Provided entries Block Start

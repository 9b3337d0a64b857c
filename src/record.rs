//! Trace record wire format.
//!
//! Each enter/exit event is one fixed-size record written into the trace
//! region. The region is read back by external tools (memory dump, debugger
//! script), so record size, field order and the `meta` bit assignments are a
//! stable contract and must not change.

use bitflags::bitflags;

bitflags! {
    /// Capture-time annotations stored in the `meta` field of a record.
    ///
    /// Exactly one of `ENTER`/`EXIT` is set in any written record.
    #[repr(transparent)]
    #[derive(Clone, Copy, Debug, PartialEq, Eq)]
    pub struct Meta: u32 {
        /// Function entry event.
        const ENTER = 1 << 0;
        /// Function exit event.
        const EXIT = 1 << 1;
        /// Interrupts were enabled at capture time.
        const IRQ_ENABLED = 1 << 2;
        /// The hook ran in interrupt context.
        const IRQ_CONTEXT = 1 << 3;
    }
}

/// One trace record.
///
/// # Memory Layout
///
/// ```text
/// +-----------+-----------+-----------+-----------+
/// | meta (4)  | pad       | timestamp (8)         |
/// +-----------+-----------+-----------+-----------+
/// | pc (word) | lr (word) |
/// +-----------+-----------+
/// ```
///
/// `pc` and `lr` are target-word sized, so the record is 32 bytes on 64-bit
/// targets and 24 bytes on 32-bit targets with 8-byte `u64` alignment.
#[repr(C)]
#[derive(Clone, Copy, Debug)]
pub struct TraceRecord {
    /// Event kind and interrupt-state annotations.
    pub meta: Meta,
    /// Capture time, in the unit of the clock variant in use.
    pub timestamp: u64,
    /// Address of the instrumented function (the callee).
    pub pc: usize,
    /// Return/call-site address (the caller).
    pub lr: usize,
}

impl TraceRecord {
    /// An all-zero record, distinguishable from any captured event because
    /// a captured record always has an `ENTER` or `EXIT` bit set.
    pub const fn empty() -> Self {
        Self {
            meta: Meta::empty(),
            timestamp: 0,
            pc: 0,
            lr: 0,
        }
    }

    /// Whether this slot holds no captured event (see [`TraceRecord::empty`]).
    pub const fn is_empty(&self) -> bool {
        self.meta.bits() & (Meta::ENTER.bits() | Meta::EXIT.bits()) == 0
    }
}

#[cfg(target_pointer_width = "64")]
const _: () = assert!(
    core::mem::size_of::<TraceRecord>() == 32,
    "TraceRecord layout is a wire contract"
);

#[cfg(test)]
mod tests {
    use super::*;

    #[test]
    fn meta_bit_assignments_are_stable() {
        assert_eq!(Meta::ENTER.bits(), 1 << 0);
        assert_eq!(Meta::EXIT.bits(), 1 << 1);
        assert_eq!(Meta::IRQ_ENABLED.bits(), 1 << 2);
        assert_eq!(Meta::IRQ_CONTEXT.bits(), 1 << 3);
    }

    #[cfg(target_pointer_width = "64")]
    #[test]
    fn field_offsets_are_stable() {
        assert_eq!(core::mem::offset_of!(TraceRecord, meta), 0);
        assert_eq!(core::mem::offset_of!(TraceRecord, timestamp), 8);
        assert_eq!(core::mem::offset_of!(TraceRecord, pc), 16);
        assert_eq!(core::mem::offset_of!(TraceRecord, lr), 24);
    }

    #[test]
    fn empty_record_is_never_a_captured_event() {
        assert!(TraceRecord::empty().is_empty());

        let rec = TraceRecord {
            meta: Meta::EXIT | Meta::IRQ_ENABLED,
            timestamp: 0,
            pc: 0,
            lr: 0,
        };
        assert!(!rec.is_empty());
    }
}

Provided entries Block End

**Work order**
Your task is to reproduce all the material exactly as it stands.

**Exercise response**
repository 9b3337d0a64b857c
filename src/record.rs
//! Trace record wire format.
//!
//! Each enter/exit event is one fixed-size record written into the trace
//! region. The region is read back by external tools (memory dump, debugger
//! script), so record size, field order and the `meta` bit assignments are a
//! stable contract and must not change.

use bitflags::bitflags;

bitflags! {
    /// Capture-time annotations stored in the `meta` field of a record.
    ///
    /// Exactly one of `ENTER`/`EXIT` is set in any written record.
    #[repr(transparent)]
    #[derive(Clone, Copy, Debug, PartialEq, Eq)]
    pub struct Meta: u32 {
        /// Function entry event.
        const ENTER = 1 << 0;
        /// Function exit event.
        const EXIT = 1 << 1;
        /// Interrupts were enabled at capture time.
        const IRQ_ENABLED = 1 << 2;
        /// The hook ran in interrupt context.
        const IRQ_CONTEXT = 1 << 3;
    }
}

/// One trace record.
///
/// # Memory Layout
///
/// ```text
/// +-----------+-----------+-----------+-----------+
/// | meta (4)  | pad       | timestamp (8)         |
/// +-----------+-----------+-----------+-----------+
/// | pc (word) | lr (word) |
/// +-----------+-----------+
/// ```
///
/// `pc` and `lr` are target-word sized, so the record is 32 bytes on 64-bit
/// targets and 24 bytes on 32-bit targets with 8-byte `u64` alignment.
#[repr(C)]
#[derive(Clone, Copy, Debug)]
pub struct TraceRecord {
    /// Event kind and interrupt-state annotations.
    pub meta: Meta,
    /// Capture time, in the unit of the clock variant in use.
    pub timestamp: u64,
    /// Address of the instrumented function (the callee).
    pub pc: usize,
    /// Return/call-site address (the caller).
    pub lr: usize,
}

impl TraceRecord {
    /// An all-zero record, distinguishable from any captured event because
    /// a captured record always has an `ENTER` or `EXIT` bit set.
    pub const fn empty() -> Self {
        Self {
            meta: Meta::empty(),
            timestamp: 0,
            pc: 0,
            lr: 0,
        }
    }

    /// Whether this slot holds no captured event (see [`TraceRecord::empty`]).
    pub const fn is_empty(&self) -> bool {
        self.meta.bits() & (Meta::ENTER.bits() | Meta::EXIT.bits()) == 0
    }
}

#[cfg(target_pointer_width = "64")]
const _: () = assert!(
    core::mem::size_of::<TraceRecord>() == 32,
    "TraceRecord layout is a wire contract"
);

#[cfg(test)]
mod tests {
    use super::*;

    #[test]
    fn meta_bit_assignments_are_stable() {
        assert_eq!(Meta::ENTER.bits(), 1 << 0);
        assert_eq!(Meta::EXIT.bits(), 1 << 1);
        assert_eq!(Meta::IRQ_ENABLED.bits(), 1 << 2);
        assert_eq!(Meta::IRQ_CONTEXT.bits(), 1 << 3);
    }

    #[cfg(target_pointer_width = "64")]
    #[test]
    fn field_offsets_are_stable() {
        assert_eq!(core::mem::offset_of!(TraceRecord, meta), 0);
        assert_eq!(core::mem::offset_of!(TraceRecord, timestamp), 8);
        assert_eq!(core::mem::offset_of!(TraceRecord, pc), 16);
        assert_eq!(core::mem::offset_of!(TraceRecord, lr), 24);
    }

    #[test]
    fn empty_record_is_never_a_captured_event() {
        assert!(TraceRecord::empty().is_empty());

        let rec = TraceRecord {
            meta: Meta::EXIT | Meta::IRQ_ENABLED,
            timestamp: 0,
            pc: 0,
            lr: 0,
        };
        assert!(!rec.is_empty());
    }
}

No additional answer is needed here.